After the race, Hunt was disqualified because his McLaren was found to be too wide. McLaren appealed, saying this was due to the expansion of the tyres during the race, and two months after the race, Hunt was reinstated.

===Race 5: Belgium===
The fifth round was at the Zolder circuit near the Dutch-Belgian border. Ferrari locked out the front row, with Lauda on pole from Regazzoni. Lauda motored away at the start, with Hunt up to second but, soon Regazzoni took the place back. The Ferraris raced away, and Hunt dropped to sixth, behind Jacques Laffite's Ligier and the two six-wheeled Tyrrells, before eventually retiring with a transmission failure. Depailler also retired when his engine blew up. Lauda won, and Regazzoni completed a dominant Ferrari 1–2, with Laffite taking his first podium.

===Race 6: Monaco===
Lauda took pole with Regazzoni alongside on the front row again. Lauda led into the first corner, and was never headed again. Ronnie Peterson's March got up to second, and allowed Lauda to pull away by holding up Regazzoni and the two Tyrrells. At one-third distance, Regazzoni went down an escape road because of oil on the track, and Peterson spun off and crashed on the next lap due to the same reason. This left Scheckter second and Depailler third but Regazzoni charged back and passed Depailler. He, however crashed out with 5 laps left while chasing Scheckter, thus ensuring that both the six-wheeled cars were on the podium behind Lauda.

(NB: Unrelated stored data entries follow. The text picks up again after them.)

// Licensed under the Apache License, Version 2.0 or the MIT License.
// SPDX-License-Identifier: Apache-2.0 OR MIT
// Copyright Tock Contributors 2022.

//! Interfaces for clock providers and for finding clocks by name.
//!
//! A SoC usually splits its clock tree over several hardware blocks, each
//! driven by its own driver instance. A clock in one block can be fed by a
//! clock that another block (or a board-level oscillator) produces. Drivers
//! refer to such clocks by name and resolve the name through a
//! [`ClockLookup`], which hands back a [`ClockHandle`]: the providing driver
//! plus the clock's id within it.
//!
//! Boards typically wire this up as follows:
//!
//! ```rust,ignore
//! let names = [NamedClock::new("xtal"), NamedClock::new("rc32m")];
//! let clocks = NamedClocks::new(&names);
//! names[0].bind(ClockHandle::new(&xtal, 0));
//! names[1].bind(ClockHandle::new(&pds_clocks, RC32M));
//! hbn_clocks.set_lookup(&clocks);
//! ```

use core::fmt;

use crate::utilities::cells::OptionalCell;
use crate::ErrorCode;

/// A driver that produces one or more clocks, identified by a small integer.
pub trait ClockProvider {
    /// Display name of the provider, used in diagnostics.
    fn name(&self) -> &'static str;

    /// Display name of clock `id`, or `None` if `id` is not a clock of this
    /// provider.
    fn clock_name(&self, id: usize) -> Option<&'static str>;

    /// Current rate of clock `id`, in Hz.
    ///
    /// Return values:
    ///
    /// - `Ok(rate)`: the clock runs at `rate` Hz.
    /// - `INVAL`: `id` is not a clock of this provider.
    /// - Any other error the provider hits while walking its own parents.
    fn get_rate(&self, id: usize) -> Result<u32, ErrorCode>;

    /// Ungate clock `id`, together with whatever feeds it.
    fn enable(&self, id: usize) -> Result<(), ErrorCode>;
}

/// One clock of some provider.
///
/// Two handles designate the same clock when they refer to the same provider
/// object and carry the same id.
#[derive(Clone, Copy)]
pub struct ClockHandle<'a> {
    provider: &'a dyn ClockProvider,
    id: usize,
}

impl<'a> ClockHandle<'a> {
    pub fn new(provider: &'a dyn ClockProvider, id: usize) -> ClockHandle<'a> {
        ClockHandle { provider, id }
    }

    pub fn provider(&self) -> &'a dyn ClockProvider {
        self.provider
    }

    pub fn id(&self) -> usize {
        self.id
    }

    pub fn clock_name(&self) -> Option<&'static str> {
        self.provider.clock_name(self.id)
    }

    pub fn get_rate(&self) -> Result<u32, ErrorCode> {
        self.provider.get_rate(self.id)
    }

    pub fn enable(&self) -> Result<(), ErrorCode> {
        self.provider.enable(self.id)
    }

    /// Whether this handle belongs to `provider`.
    ///
    /// Only the object address is compared; vtables are not.
    pub fn is_provided_by(&self, provider: &dyn ClockProvider) -> bool {
        core::ptr::addr_eq(self.provider, provider)
    }

    /// Whether both handles designate the same clock.
    pub fn is_same(&self, other: &ClockHandle<'_>) -> bool {
        self.id == other.id && self.is_provided_by(other.provider)
    }
}

impl fmt::Debug for ClockHandle<'_> {
    fn fmt(&self, f: &mut fmt::Formatter<'_>) -> fmt::Result {
        write!(f, "{}#{}", self.provider.name(), self.id)
    }
}

/// Resolution of clock names to handles.
pub trait ClockLookup<'a> {
    /// Find the clock registered under `name`.
    ///
    /// Return values:
    ///
    /// - `Ok(handle)`: the clock was found.
    /// - `INVAL`: no clock of that name is known.
    /// - `NODEVICE`: the name is known, but its provider is not available
    ///   (yet).
    fn lookup_by_name(&self, name: &str) -> Result<ClockHandle<'a>, ErrorCode>;
}

/// A free-running clock of constant rate, such as a crystal oscillator.
///
/// The provider has a single clock, with id 0.
pub struct FixedClock {
    name: &'static str,
    rate: u32,
}

impl FixedClock {
    pub const fn new(name: &'static str, rate: u32) -> FixedClock {
        FixedClock { name, rate }
    }
}

impl ClockProvider for FixedClock {
    fn name(&self) -> &'static str {
        self.name
    }

    fn clock_name(&self, id: usize) -> Option<&'static str> {
        match id {
            0 => Some(self.name),
            _ => None,
        }
    }

    fn get_rate(&self, id: usize) -> Result<u32, ErrorCode> {
        match id {
            0 => Ok(self.rate),
            _ => Err(ErrorCode::INVAL),
        }
    }

    fn enable(&self, id: usize) -> Result<(), ErrorCode> {
        match id {
            0 => Ok(()),
            _ => Err(ErrorCode::INVAL),
        }
    }
}

/// A name in a [`NamedClocks`] registry and the clock bound to it.
pub struct NamedClock<'a> {
    name: &'static str,
    handle: OptionalCell<ClockHandle<'a>>,
}

impl<'a> NamedClock<'a> {
    pub const fn new(name: &'static str) -> NamedClock<'a> {
        NamedClock {
            name,
            handle: OptionalCell::empty(),
        }
    }

    pub fn name(&self) -> &'static str {
        self.name
    }

    /// Bind the name to a clock, once its provider is ready.
    pub fn bind(&self, handle: ClockHandle<'a>) {
        self.handle.set(handle);
    }

    pub fn unbind(&self) {
        self.handle.clear();
    }
}

/// A fixed set of clock names, each bound late to a provider.
pub struct NamedClocks<'a> {
    entries: &'a [NamedClock<'a>],
}

impl<'a> NamedClocks<'a> {
    pub const fn new(entries: &'a [NamedClock<'a>]) -> NamedClocks<'a> {
        NamedClocks { entries }
    }
}

impl<'a> ClockLookup<'a> for NamedClocks<'a> {
    fn lookup_by_name(&self, name: &str) -> Result<ClockHandle<'a>, ErrorCode> {
        self.entries
            .iter()
            .find(|entry| entry.name == name)
            .ok_or(ErrorCode::INVAL)?
            .handle
            .ok_or(ErrorCode::NODEVICE)
    }
}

Lauda now had a massive 33-point lead in the championship over Regazzoni and Hunt.

===Race 7: Sweden===
Scheckter took pole in Sweden at Anderstorp, the first for the Tyrrell P34, with Mario Andretti's Lotus second and Chris Amon an amazing 3rd on the grid in the Ensign. Andretti took the lead at the start, but went off with engine failure at around two thirds distance. The six-wheelers went on to dominate (much to the chagrin of some of the other teams) and finished 1–2, with Scheckter winning. Amon was robbed of a possible podium by a suspension failure. As a result, third place went to the consistent Lauda. With Hunt finishing fifth Scheckter was now second in the points for the world championship.

===Race 8: France===
The French round took place at the Paul Ricard circuit in the south of France, and 'normal service' was resumed, with Hunt on pole and Lauda second, with Depailler third, continuing Tyrrell's strong form. Lauda beat Hunt off the line as usual, and led the early stages until his engine failed. Hunt now led with Regazzoni close behind, but Regazzoni's Ferrari engine also failed. With the Ferraris out, any challenge to Hunt evaporated, and Hunt went on to win with Depailler second. Scheckter ran third until he faded away with engine trouble, giving John Watson third and Penske its first podium.

===Race 9: Great Britain===
The British fans had found a new hero in Hunt, but it was Lauda who took pole at Brands Hatch, beating the home hero Hunt into second, and Andretti showing Lotus's pace with third. At the start, Regazzoni began like a rocket and was immediately up to second, and was challenging Lauda. The two touched, and Regazzoni spun. He was hit by Hunt and Jacques Laffite but the rest of the field were away safely. However, there was too much debris on track, and the race was to be restarted. In controversial circumstances McLaren, Ferrari and Ligier had Hunt, Regazzoni and Laffite all take part in the restarted race in spare cars.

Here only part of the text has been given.